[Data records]
__________________________________________________
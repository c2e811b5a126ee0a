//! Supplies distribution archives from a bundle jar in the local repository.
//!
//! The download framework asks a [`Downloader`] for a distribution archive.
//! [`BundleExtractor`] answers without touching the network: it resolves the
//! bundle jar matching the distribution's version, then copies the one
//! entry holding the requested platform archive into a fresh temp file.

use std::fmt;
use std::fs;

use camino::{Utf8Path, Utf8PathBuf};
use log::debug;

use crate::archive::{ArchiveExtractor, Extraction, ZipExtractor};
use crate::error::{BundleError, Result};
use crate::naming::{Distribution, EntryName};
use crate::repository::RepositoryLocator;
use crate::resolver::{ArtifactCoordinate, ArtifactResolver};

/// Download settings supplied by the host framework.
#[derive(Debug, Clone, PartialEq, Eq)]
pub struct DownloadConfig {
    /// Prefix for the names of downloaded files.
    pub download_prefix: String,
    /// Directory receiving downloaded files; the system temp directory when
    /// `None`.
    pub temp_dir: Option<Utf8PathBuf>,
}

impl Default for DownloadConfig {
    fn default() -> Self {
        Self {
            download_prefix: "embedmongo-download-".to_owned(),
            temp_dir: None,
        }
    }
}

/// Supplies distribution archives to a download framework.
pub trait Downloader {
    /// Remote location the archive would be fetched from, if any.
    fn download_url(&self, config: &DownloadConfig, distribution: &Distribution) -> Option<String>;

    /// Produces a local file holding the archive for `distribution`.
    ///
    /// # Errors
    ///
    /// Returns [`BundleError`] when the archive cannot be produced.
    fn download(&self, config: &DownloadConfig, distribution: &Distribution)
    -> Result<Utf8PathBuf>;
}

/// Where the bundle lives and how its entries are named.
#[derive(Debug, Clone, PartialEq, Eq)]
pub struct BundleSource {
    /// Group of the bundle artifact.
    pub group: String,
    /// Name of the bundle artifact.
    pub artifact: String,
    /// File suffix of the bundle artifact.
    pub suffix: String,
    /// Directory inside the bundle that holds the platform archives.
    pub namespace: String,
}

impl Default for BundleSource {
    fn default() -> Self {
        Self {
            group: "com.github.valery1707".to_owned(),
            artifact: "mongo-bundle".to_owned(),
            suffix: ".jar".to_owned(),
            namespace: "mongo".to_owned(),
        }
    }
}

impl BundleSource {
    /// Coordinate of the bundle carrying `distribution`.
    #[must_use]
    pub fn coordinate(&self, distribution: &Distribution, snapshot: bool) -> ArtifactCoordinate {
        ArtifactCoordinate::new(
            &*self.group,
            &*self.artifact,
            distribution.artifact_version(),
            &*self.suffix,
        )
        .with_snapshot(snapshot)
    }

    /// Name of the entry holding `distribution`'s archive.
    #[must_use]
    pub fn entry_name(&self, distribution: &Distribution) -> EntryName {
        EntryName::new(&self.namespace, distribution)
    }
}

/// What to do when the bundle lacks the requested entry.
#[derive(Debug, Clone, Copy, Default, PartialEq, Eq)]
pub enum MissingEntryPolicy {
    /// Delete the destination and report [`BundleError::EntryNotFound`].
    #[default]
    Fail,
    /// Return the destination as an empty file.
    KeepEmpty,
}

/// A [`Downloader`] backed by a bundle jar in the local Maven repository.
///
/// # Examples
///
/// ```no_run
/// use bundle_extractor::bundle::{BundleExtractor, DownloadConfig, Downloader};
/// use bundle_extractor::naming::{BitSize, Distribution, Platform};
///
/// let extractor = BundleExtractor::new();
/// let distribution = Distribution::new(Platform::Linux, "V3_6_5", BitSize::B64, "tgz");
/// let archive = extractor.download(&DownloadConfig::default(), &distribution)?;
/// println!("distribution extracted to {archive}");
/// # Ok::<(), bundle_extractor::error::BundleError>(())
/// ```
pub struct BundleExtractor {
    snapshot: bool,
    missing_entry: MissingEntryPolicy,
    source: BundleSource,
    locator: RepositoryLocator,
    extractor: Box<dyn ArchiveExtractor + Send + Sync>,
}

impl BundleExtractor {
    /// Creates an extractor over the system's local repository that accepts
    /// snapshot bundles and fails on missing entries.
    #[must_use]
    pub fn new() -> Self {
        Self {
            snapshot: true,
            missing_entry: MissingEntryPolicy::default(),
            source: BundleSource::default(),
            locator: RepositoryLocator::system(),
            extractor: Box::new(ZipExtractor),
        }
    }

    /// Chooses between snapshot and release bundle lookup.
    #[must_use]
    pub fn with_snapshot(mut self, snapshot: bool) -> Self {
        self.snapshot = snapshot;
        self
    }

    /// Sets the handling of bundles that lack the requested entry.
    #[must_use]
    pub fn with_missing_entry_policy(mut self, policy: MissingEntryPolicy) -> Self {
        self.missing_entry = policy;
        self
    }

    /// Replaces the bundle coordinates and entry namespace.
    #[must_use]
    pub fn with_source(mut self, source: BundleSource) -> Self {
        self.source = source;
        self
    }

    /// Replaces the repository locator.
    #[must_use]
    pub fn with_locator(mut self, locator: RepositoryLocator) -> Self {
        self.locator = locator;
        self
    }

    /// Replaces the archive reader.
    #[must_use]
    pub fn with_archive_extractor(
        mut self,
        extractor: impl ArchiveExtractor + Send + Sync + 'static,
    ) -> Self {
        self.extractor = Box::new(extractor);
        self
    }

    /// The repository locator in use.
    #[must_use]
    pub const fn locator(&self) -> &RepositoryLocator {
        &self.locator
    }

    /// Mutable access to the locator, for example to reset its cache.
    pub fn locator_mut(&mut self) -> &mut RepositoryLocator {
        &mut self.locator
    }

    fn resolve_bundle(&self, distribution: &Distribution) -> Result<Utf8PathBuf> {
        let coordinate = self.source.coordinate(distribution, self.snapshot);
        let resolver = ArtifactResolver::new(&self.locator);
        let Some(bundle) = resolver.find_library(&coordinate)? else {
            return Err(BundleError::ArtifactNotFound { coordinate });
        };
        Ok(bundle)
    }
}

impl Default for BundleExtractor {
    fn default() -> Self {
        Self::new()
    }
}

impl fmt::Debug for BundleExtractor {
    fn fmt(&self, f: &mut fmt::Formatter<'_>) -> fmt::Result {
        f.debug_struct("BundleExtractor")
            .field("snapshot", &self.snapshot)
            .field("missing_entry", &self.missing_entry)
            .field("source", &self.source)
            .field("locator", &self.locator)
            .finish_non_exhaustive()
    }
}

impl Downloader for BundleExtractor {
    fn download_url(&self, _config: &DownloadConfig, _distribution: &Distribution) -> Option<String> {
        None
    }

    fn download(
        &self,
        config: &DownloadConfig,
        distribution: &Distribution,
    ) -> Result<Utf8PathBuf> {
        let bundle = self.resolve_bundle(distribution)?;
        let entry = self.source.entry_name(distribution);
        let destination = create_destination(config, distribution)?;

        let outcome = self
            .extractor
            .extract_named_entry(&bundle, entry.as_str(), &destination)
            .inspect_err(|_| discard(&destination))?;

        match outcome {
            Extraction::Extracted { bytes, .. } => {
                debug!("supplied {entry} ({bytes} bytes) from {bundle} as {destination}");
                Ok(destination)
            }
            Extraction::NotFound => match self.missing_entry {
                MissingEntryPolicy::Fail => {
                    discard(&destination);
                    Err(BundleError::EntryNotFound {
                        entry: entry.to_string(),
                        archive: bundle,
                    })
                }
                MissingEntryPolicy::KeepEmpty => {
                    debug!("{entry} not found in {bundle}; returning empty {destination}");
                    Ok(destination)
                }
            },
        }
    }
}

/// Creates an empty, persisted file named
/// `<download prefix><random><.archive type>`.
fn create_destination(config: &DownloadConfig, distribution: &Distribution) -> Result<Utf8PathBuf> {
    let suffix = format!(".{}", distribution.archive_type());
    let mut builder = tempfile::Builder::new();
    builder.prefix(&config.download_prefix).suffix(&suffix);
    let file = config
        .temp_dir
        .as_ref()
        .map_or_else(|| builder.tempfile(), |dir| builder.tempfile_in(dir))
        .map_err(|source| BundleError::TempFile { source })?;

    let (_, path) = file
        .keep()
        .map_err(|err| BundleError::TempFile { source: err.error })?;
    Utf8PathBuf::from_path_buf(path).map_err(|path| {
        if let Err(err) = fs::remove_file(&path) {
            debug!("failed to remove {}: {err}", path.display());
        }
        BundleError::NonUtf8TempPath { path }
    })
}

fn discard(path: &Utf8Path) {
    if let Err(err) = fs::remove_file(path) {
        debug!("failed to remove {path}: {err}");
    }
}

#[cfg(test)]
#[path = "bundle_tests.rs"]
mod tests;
__________________________________________________
What the task requires
The lines to retype run from the start of the entries through the line containing "it resolves the"; reproduce them exactly and add nothing.

Expected answer
repository c2e811b5a126ee0a
//! Supplies distribution archives from a bundle jar in the local repository.
//!
//! The download framework asks a [`Downloader`] for a distribution archive.
//! [`BundleExtractor`] answers without touching the network: it resolves the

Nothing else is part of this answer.